Random dataframe and database table generator

Overview

Random database/dataframe generator

Authored and maintained by Dr. Tirthajyoti Sarkar, Fremont, USA

Introduction

Often, beginners in SQL or data science struggle with the matter of easy access to a large sample database file (.DB or .sqlite) for practicing SQL commands. Would it not be great to have a simple tool or library to generate a large database with multiple tables, filled with data of one's own choice?

After all, databases break every now and then and it is safest to practice with a randomly generated one :-)

https://imgs.xkcd.com/comics/exploits_of_a_mom.png

While it is easy to generate random numbers or simple words for Pandas or dataframe operation learning, it is often non-trivial to generate full data tables with meaningful yet random entries of most commonly encountered fields in the world of database, such as

  • name,
  • age,
  • birthday,
  • credit card number,
  • SSN,
  • email id,
  • physical address,
  • company name,
  • job title,

This Python package generates a random database TABLE (or a Pandas dataframe, or an Excel file) based on user's choice of data types (database fields). User can specify the number of samples needed. One can also designate a "PRIMARY KEY" for the database table. Finally, the TABLE is inserted into a new or existing database file of user's choice.

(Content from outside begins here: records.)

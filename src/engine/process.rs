use std::path::PathBuf;
use std::process::Stdio;
use std::time::Duration;

use tokio::process::{Child, Command};
use tracing::{info, warn};

use crate::error::{Result, TopVpnError};

/// Managed lifecycle of the external engine binary.
///
/// The engine is an opaque subprocess; all configuration happens afterwards
/// over the control API.
pub struct EngineProcess {
    binary_path: PathBuf,
    child: Option<Child>,
}

impl EngineProcess {
    pub fn new(binary_path: impl Into<PathBuf>) -> Self {
        Self {
            binary_path: binary_path.into(),
            child: None,
        }
    }

    /// Start the engine if it is not already running under this handle.
    pub fn start(&mut self) -> Result<()> {
        if self.is_running() {
            info!("Engine is already running");
            return Ok(());
        }

        let workdir = self
            .binary_path
            .parent()
            .filter(|p| !p.as_os_str().is_empty())
            .map(PathBuf::from)
            .unwrap_or_else(|| PathBuf::from("."));

        let child = Command::new(&self.binary_path)
            .current_dir(&workdir)
            .stdout(Stdio::null())
            .stderr(Stdio::null())
            .kill_on_drop(true)
            .spawn()
            .map_err(|e| {
                TopVpnError::EngineUnavailable(format!(
                    "failed to start {}: {}",
                    self.binary_path.display(),
                    e
                ))
            })?;

        info!(
            "Started engine {} with PID {:?}",
            self.binary_path.display(),
            child.id()
        );
        self.child = Some(child);
        Ok(())
    }

    /// Stop the engine. Termination failure is logged, not fatal: the run is
    /// over by the time this is called.
    pub async fn stop(&mut self) {
        let Some(mut child) = self.child.take() else {
            info!("Engine is not running");
            return;
        };

        let pid = child.id();
        if let Err(e) = child.kill().await {
            warn!("Failed to terminate engine PID {:?}: {}", pid, e);
            return;
        }
        let _ = child.wait().await;
        info!("Stopped engine PID {:?}", pid);
    }

    pub async fn restart(&mut self) -> Result<()> {
        info!("Restarting engine...");
        self.stop().await;
        self.start()
    }

    /// Whether the child spawned by this handle is still alive.
    pub fn is_running(&mut self) -> bool {
        match self.child.as_mut() {
            Some(child) => matches!(child.try_wait(), Ok(None)),
            None => false,
        }
    }

    /// Give the engine a moment to bring its control API up after start.
    pub async fn wait_ready(&self, startup_delay: Duration) {
        tokio::time::sleep(startup_delay).await;
    }
}
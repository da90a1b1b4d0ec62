use std::collections::HashMap;

use url::Url;

use crate::error::{Result, TopVpnError};
use crate::models::{Measurement, Protocol, Server, ServerParams, VlessParams};

/// Parse a `vless://identity@host:port?...#label` URL into a [`Server`].
pub fn parse_url(url: &Url, origin: &str) -> Result<Server> {
    let address = url
        .host_str()
        .ok_or_else(|| TopVpnError::Parse(format!("missing host in link: {}", url)))?
        .to_string();
    let port = url
        .port()
        .ok_or_else(|| TopVpnError::Parse(format!("missing port in link: {}", url)))?;
    let identity = url.username().to_string();

    let params = parse_params(url);

    Ok(Server {
        protocol: Protocol::Vless,
        address,
        port,
        identity,
        params: ServerParams::Vless(params),
        raw_url: url.as_str().to_string(),
        origin: origin.to_string(),
        measurement: Measurement::default(),
    })
}

fn parse_params(url: &Url) -> VlessParams {
    let mut query: HashMap<String, Vec<String>> = HashMap::new();
    for (key, value) in url.query_pairs() {
        query
            .entry(key.into_owned())
            .or_default()
            .push(value.into_owned());
    }

    let get = |key: &str| -> String {
        query
            .get(key)
            .and_then(|v| v.first())
            .cloned()
            .unwrap_or_default()
    };
    let get_or = |key: &str, default: &str| -> String {
        let value = get(key);
        if value.is_empty() {
            default.to_string()
        } else {
            value
        }
    };

    VlessParams {
        sni: get("sni"),
        pbk: get("pbk"),
        security: get_or("security", "none"),
        transport_type: get_or("type", "tcp"),
        fp: get("fp"),
        path: get_or("path", "/"),
        service_name: get("serviceName"),
        host: get("host"),
        alpn: query.get("alpn").cloned(),
        sid: get("sid"),
        flow: get("flow"),
    }
}
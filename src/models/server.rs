use std::collections::HashMap;
use std::hash::{Hash, Hasher};

use serde::{Deserialize, Serialize};

/// Latency recorded for a candidate that never answered (timeout or
/// transport error). Larger than any genuine measurement.
pub const NOT_ALIVE: f64 = 999.0;

/// Latency recorded for an HTTP probe that answered with a status outside
/// the 2xx/3xx class. Distinct from [`NOT_ALIVE`] so the failure classes stay
/// distinguishable, but still large enough to poison the alive-by-http sum.
pub const BAD_STATUS: f64 = 1000.0;

/// Proxy protocol of a candidate server
#[derive(Debug, Clone, Copy, PartialEq, Eq, Hash, Serialize, Deserialize)]
#[serde(rename_all = "lowercase")]
pub enum Protocol {
    Vless,
}

impl Protocol {
    pub fn as_str(&self) -> &'static str {
        match self {
            Protocol::Vless => "vless",
        }
    }

    pub fn from_scheme(s: &str) -> Option<Self> {
        match s.to_lowercase().as_str() {
            "vless" => Some(Protocol::Vless),
            _ => None,
        }
    }
}

impl std::fmt::Display for Protocol {
    fn fmt(&self, f: &mut std::fmt::Formatter<'_>) -> std::fmt::Result {
        write!(f, "{}", self.as_str())
    }
}

/// VLESS transport and security parameters from the URL query string
#[derive(Debug, Clone, PartialEq, Eq, Default, Serialize, Deserialize)]
pub struct VlessParams {
    pub sni: String,
    pub pbk: String,
    pub security: String,
    pub transport_type: String,
    pub fp: String,
    pub path: String,
    pub service_name: String,
    pub host: String,
    pub alpn: Option<Vec<String>>,
    pub sid: String,
    pub flow: String,
}

/// Protocol-specific outbound parameters
#[derive(Debug, Clone, PartialEq, Eq, Serialize, Deserialize)]
#[serde(tag = "protocol", rename_all = "lowercase")]
pub enum ServerParams {
    Vless(VlessParams),
}

/// Dedup and result-merge key: two servers are the same candidate iff
/// address, port, and identity match. Query parameter differences on an
/// otherwise-identical endpoint are not distinguishing.
#[derive(Debug, Clone, PartialEq, Eq, Hash)]
pub struct ServerKey {
    pub address: String,
    pub port: u16,
    pub identity: String,
}

impl std::fmt::Display for ServerKey {
    fn fmt(&self, f: &mut std::fmt::Formatter<'_>) -> std::fmt::Result {
        write!(f, "{}:{}", self.address, self.port)
    }
}

/// Measured probe results for a candidate. Both fields start at [`NOT_ALIVE`]
/// sentinels and are overwritten by the merge step after each probing stage.
#[derive(Debug, Clone, PartialEq)]
pub struct Measurement {
    /// Raw TCP connect time in seconds, millisecond precision
    pub connection_time: f64,
    /// Per-target-URL HTTP response time in seconds
    pub http_times: HashMap<String, f64>,
}

impl Default for Measurement {
    fn default() -> Self {
        Self {
            connection_time: NOT_ALIVE,
            http_times: HashMap::new(),
        }
    }
}

impl Measurement {
    /// Aggregate HTTP metric: the sum over all probed URLs. A single failed
    /// URL dominates the sum because its sentinel is >= [`NOT_ALIVE`].
    pub fn http_time_total(&self) -> f64 {
        self.http_times.values().sum()
    }
}

/// A parsed, testable proxy server candidate.
///
/// The connection fields are immutable once parsed; only `measurement` is
/// updated, and only by the manager's merge step.
#[derive(Debug, Clone)]
pub struct Server {
    pub protocol: Protocol,
    pub address: String,
    pub port: u16,
    /// Credential/user identifier; part of candidate identity and of the
    /// engine's outbound account configuration.
    pub identity: String,
    pub params: ServerParams,
    pub raw_url: String,
    /// Subscription URL this candidate came from
    pub origin: String,
    pub measurement: Measurement,
}

impl Server {
    pub fn key(&self) -> ServerKey {
        ServerKey {
            address: self.address.clone(),
            port: self.port,
            identity: self.identity.clone(),
        }
    }

    pub fn vless_params(&self) -> &VlessParams {
        match &self.params {
            ServerParams::Vless(p) => p,
        }
    }
}

impl PartialEq for Server {
    fn eq(&self, other: &Self) -> bool {
        self.address == other.address
            && self.port == other.port
            && self.identity == other.identity
    }
}

impl Eq for Server {}

impl Hash for Server {
    fn hash<H: Hasher>(&self, state: &mut H) {
        self.address.hash(state);
        self.port.hash(state);
        self.identity.hash(state);
    }
}

impl std::fmt::Display for Server {
    fn fmt(&self, f: &mut std::fmt::Formatter<'_>) -> std::fmt::Result {
        write!(f, "{}://{}:{}", self.protocol, self.address, self.port)
    }
}
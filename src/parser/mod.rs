//! Candidate URL parsing
//!
//! Dispatches on the URL scheme to a protocol-specific parser. Adding a
//! protocol means adding one entry to [`PARSERS`], nothing in the pipeline
//! changes.

pub mod vless;

use tracing::debug;
use url::Url;

use crate::error::{Result, TopVpnError};
use crate::models::Server;

type ParseFn = fn(&Url, &str) -> Result<Server>;

/// Scheme -> parser dispatch table.
pub const PARSERS: &[(&str, ParseFn)] = &[("vless", vless::parse_url)];

/// Schemes this build can parse, in table order.
pub fn supported_schemes() -> Vec<&'static str> {
    PARSERS.iter().map(|(scheme, _)| *scheme).collect()
}

/// Parse a raw candidate URL into a [`Server`], recording which subscription
/// it came from.
pub fn parse_server_url(raw: &str, origin: &str) -> Result<Server> {
    debug!("Parsing server URL: {}", raw);
    let url = Url::parse(raw).map_err(|e| TopVpnError::Parse(format!("{}: {}", raw, e)))?;

    let parser = PARSERS
        .iter()
        .find(|(scheme, _)| *scheme == url.scheme())
        .map(|(_, parse)| parse)
        .ok_or_else(|| TopVpnError::UnsupportedProtocol(raw.to_string()))?;

    parser(&url, origin)
}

https://raw.githubusercontent.com/tirthajyoti/pydbgen/master/images/Top_image_1.png

Dependency and Acknowledgement

At its core, pydbgen uses Faker as the default random data generating engine for most of the data types. Original function is written for few data types such as realistic email and license plate. Also the default phone number generated by Faker is free-format and does not correspond to US 10 digit format. Therefore, a simple phone number data type is introduced in pydbgen. The original contribution of pydbgen is to take the single data-generating function from Faker and use it cleverly to generate Pandas data series or dataframe or SQLite database tables as per the specification of the user. Here is the link if you want to look up more about Faker package,

Faker Documentation Home

Installation

(On Linux and Windows) You can use pip to install pydbgen:

pip install pydbgen

(On Mac OS), first install pip,

curl https://bootstrap.pypa.io/get-pip.py -o get-pip.py
python get-pip.py

Then proceed as above.

Usage

Current version (1.0.0) of pydbgen comes with the following primary methods,

  • gen_data_series()
  • gen_dataframe()
  • gen_table()
  • gen_excel()

The gen_table() method allows you to build a database with as many tables as you want, filled with random data and fields of your choice. But first, you have to create an object of pydb class:

myDB = pydbgen.pydb()

gen_data_series()

Returns a Pandas series object with the desired number of entries and data type. Data types available:

  • Name, country, city, real (US) cities, US state, zipcode, latitude, longitude
  • Month, weekday, year, time, date
  • Personal email, official email, SSN
  • Company, Job title, phone number, license plate

Phone number can be of two types:

  • phone_number_simple generates 10 digit US number in xxx-xxx-xxxx format
  • phone_number_full may generate an international number with different format

Code example:

se=myDB.gen_data_series(data_type='date')
print(se)

0    1995-08-09
1    2001-08-01
2    1980-06-26
3    2018-02-18
4    1972-10-12
5    1983-11-12
6    1975-09-04
7    1970-11-01
8    1978-03-23
9    1976-06-03
dtype: object

gen_dataframe()

Generates a Pandas dataframe filled with random entries. User can specify the number of rows and data type of the fields/columns.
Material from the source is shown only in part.